ABOUT THIS TASK ->
In the data that follows, find the line with "and kv store"; transcribe it, every later line up to the one with "Self::default()", and that line as well, exactly and with no others.

[Dataset records]
********

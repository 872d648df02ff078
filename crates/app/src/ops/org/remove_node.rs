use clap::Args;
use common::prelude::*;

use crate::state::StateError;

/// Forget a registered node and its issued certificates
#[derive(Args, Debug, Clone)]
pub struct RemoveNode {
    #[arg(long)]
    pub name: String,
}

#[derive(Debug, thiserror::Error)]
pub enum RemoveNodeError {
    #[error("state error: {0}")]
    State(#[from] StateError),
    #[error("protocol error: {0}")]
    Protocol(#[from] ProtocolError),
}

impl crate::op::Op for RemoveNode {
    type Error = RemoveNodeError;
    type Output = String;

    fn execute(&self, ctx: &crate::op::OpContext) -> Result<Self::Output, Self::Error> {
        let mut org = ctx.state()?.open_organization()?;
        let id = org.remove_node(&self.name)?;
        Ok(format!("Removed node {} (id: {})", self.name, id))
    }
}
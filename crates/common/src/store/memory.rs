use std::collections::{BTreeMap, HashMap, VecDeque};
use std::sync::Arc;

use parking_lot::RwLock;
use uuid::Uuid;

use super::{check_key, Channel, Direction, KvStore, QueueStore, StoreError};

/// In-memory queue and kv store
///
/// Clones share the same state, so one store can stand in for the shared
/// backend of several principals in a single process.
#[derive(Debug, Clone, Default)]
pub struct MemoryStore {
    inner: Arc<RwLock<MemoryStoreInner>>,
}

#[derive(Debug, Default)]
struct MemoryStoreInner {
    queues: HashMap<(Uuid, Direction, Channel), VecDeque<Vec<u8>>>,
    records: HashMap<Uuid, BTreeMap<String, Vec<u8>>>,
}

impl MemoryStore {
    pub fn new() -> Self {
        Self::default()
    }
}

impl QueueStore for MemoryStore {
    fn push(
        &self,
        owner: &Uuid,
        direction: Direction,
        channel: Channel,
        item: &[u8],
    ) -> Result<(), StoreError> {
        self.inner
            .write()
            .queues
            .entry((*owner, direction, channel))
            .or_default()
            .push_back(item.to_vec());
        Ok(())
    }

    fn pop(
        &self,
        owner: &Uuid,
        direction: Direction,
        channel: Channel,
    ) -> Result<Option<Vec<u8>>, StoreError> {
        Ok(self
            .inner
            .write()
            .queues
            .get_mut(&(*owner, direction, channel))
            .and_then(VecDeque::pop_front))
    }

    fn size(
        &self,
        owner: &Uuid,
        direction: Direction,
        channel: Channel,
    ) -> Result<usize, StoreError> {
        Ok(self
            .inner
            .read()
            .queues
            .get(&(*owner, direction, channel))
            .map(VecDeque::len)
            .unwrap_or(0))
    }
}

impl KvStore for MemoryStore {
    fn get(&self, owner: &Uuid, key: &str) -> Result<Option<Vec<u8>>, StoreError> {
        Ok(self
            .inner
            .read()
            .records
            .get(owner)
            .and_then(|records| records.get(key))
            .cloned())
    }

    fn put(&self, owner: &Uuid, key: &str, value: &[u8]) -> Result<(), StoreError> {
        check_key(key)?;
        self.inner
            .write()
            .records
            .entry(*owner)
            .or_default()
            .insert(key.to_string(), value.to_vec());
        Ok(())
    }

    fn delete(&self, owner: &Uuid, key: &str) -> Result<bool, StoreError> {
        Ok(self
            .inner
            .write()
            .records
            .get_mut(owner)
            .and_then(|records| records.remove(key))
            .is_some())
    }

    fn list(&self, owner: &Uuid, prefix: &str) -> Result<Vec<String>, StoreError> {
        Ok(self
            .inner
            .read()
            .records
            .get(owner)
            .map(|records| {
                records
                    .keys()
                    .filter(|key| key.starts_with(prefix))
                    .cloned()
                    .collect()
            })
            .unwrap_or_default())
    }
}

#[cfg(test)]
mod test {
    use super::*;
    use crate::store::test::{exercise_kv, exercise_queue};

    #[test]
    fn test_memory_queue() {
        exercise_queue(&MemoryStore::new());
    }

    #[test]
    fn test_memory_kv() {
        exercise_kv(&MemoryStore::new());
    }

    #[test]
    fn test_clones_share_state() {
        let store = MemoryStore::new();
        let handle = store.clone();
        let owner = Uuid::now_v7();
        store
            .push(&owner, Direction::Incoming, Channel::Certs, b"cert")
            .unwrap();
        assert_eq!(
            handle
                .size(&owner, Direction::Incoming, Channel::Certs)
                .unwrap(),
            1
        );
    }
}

********

RESPONSE TO THIS EXERCISE ->
/// In-memory queue and kv store
///
/// Clones share the same state, so one store can stand in for the shared
/// backend of several principals in a single process.
#[derive(Debug, Clone, Default)]
pub struct MemoryStore {
    inner: Arc<RwLock<MemoryStoreInner>>,
}

#[derive(Debug, Default)]
struct MemoryStoreInner {
    queues: HashMap<(Uuid, Direction, Channel), VecDeque<Vec<u8>>>,
    records: HashMap<Uuid, BTreeMap<String, Vec<u8>>>,
}

impl MemoryStore {
    pub fn new() -> Self {
        Self::default()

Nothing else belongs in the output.